■ Assignment
In the data below, the answer is the run of lines from the line containing "subset had already" through the line containing "String, order: usize", both included; print it exactly and nothing else.

── Recorded information

//! Errors produced by the sparsity analysis.
use std::error::Error;
use std::fmt;
use std::fmt::Display;
use weakform_deriv::DerivError;

/// Fatal conditions encountered while determining derivative sets.
///
/// Expressions, contexts and derivatives are stored in their textual form so that the error is
/// self-contained and can outlive the session that produced it.
#[derive(Debug, Clone, PartialEq, Eq)]
pub enum SparsityError {
    /// The required set of an expression was queried before it was determined for the context.
    RequiredSetNotReady { expr: String, context: String },
    /// The required set of an expression grew after its constant or variable subset had already
    /// been computed for the same context.
    RequiredSetGrewAfterClassification { expr: String, context: String, order: usize },
    /// A second-order derivative at the top level of an equation could not be decomposed into one
    /// variational and one unknown function.
    MalformedSecondOrderDeriv { expr: String, deriv: String },
    /// A spatial derivative was applied to a functional derivative whose spatial operator is not
    /// described by a multi-index.
    UnsupportedSpatialOp { expr: String, deriv: String },
    /// A derivative atom was used in a way that its kind does not permit.
    InvalidDeriv { expr: String, source: DerivError },
}

impl Display for SparsityError {
    fn fmt(&self, f: &mut fmt::Formatter<'_>) -> Result<(), fmt::Error> {
        match self {
            SparsityError::RequiredSetNotReady { expr, context } => {
                write!(
                    f,
                    "Required set of expression {} requested before it was determined in context {}.",
                    expr, context
                )
            }
            SparsityError::RequiredSetGrewAfterClassification { expr, context, order } => {
                write!(
                    f,
                    "Required set of order {} of expression {} grew after it was classified in context {}.",
                    order, expr, context
                )
            }
            SparsityError::MalformedSecondOrderDeriv { expr, deriv } => {
                write!(
                    f,
                    "Second-order derivative {} of expression {} is not a (variation, unknown) pair.",
                    deriv, expr
                )
            }
            SparsityError::UnsupportedSpatialOp { expr, deriv } => {
                write!(
                    f,
                    "Cannot differentiate {} spatially in expression {}: the operator has no multi-index.",
                    deriv, expr
                )
            }
            SparsityError::InvalidDeriv { expr, source } => {
                write!(f, "Invalid derivative in expression {}. Error: {}", expr, source)
            }
        }
    }
}

impl Error for SparsityError {
    fn source(&self) -> Option<&(dyn Error + 'static)> {
        match self {
            SparsityError::InvalidDeriv { source, .. } => Some(source),
            _ => None,
        }
    }
}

────

■ Reply
    /// The required set of an expression grew after its constant or variable subset had already
    /// been computed for the same context.
    RequiredSetGrewAfterClassification { expr: String, context: String, order: usize },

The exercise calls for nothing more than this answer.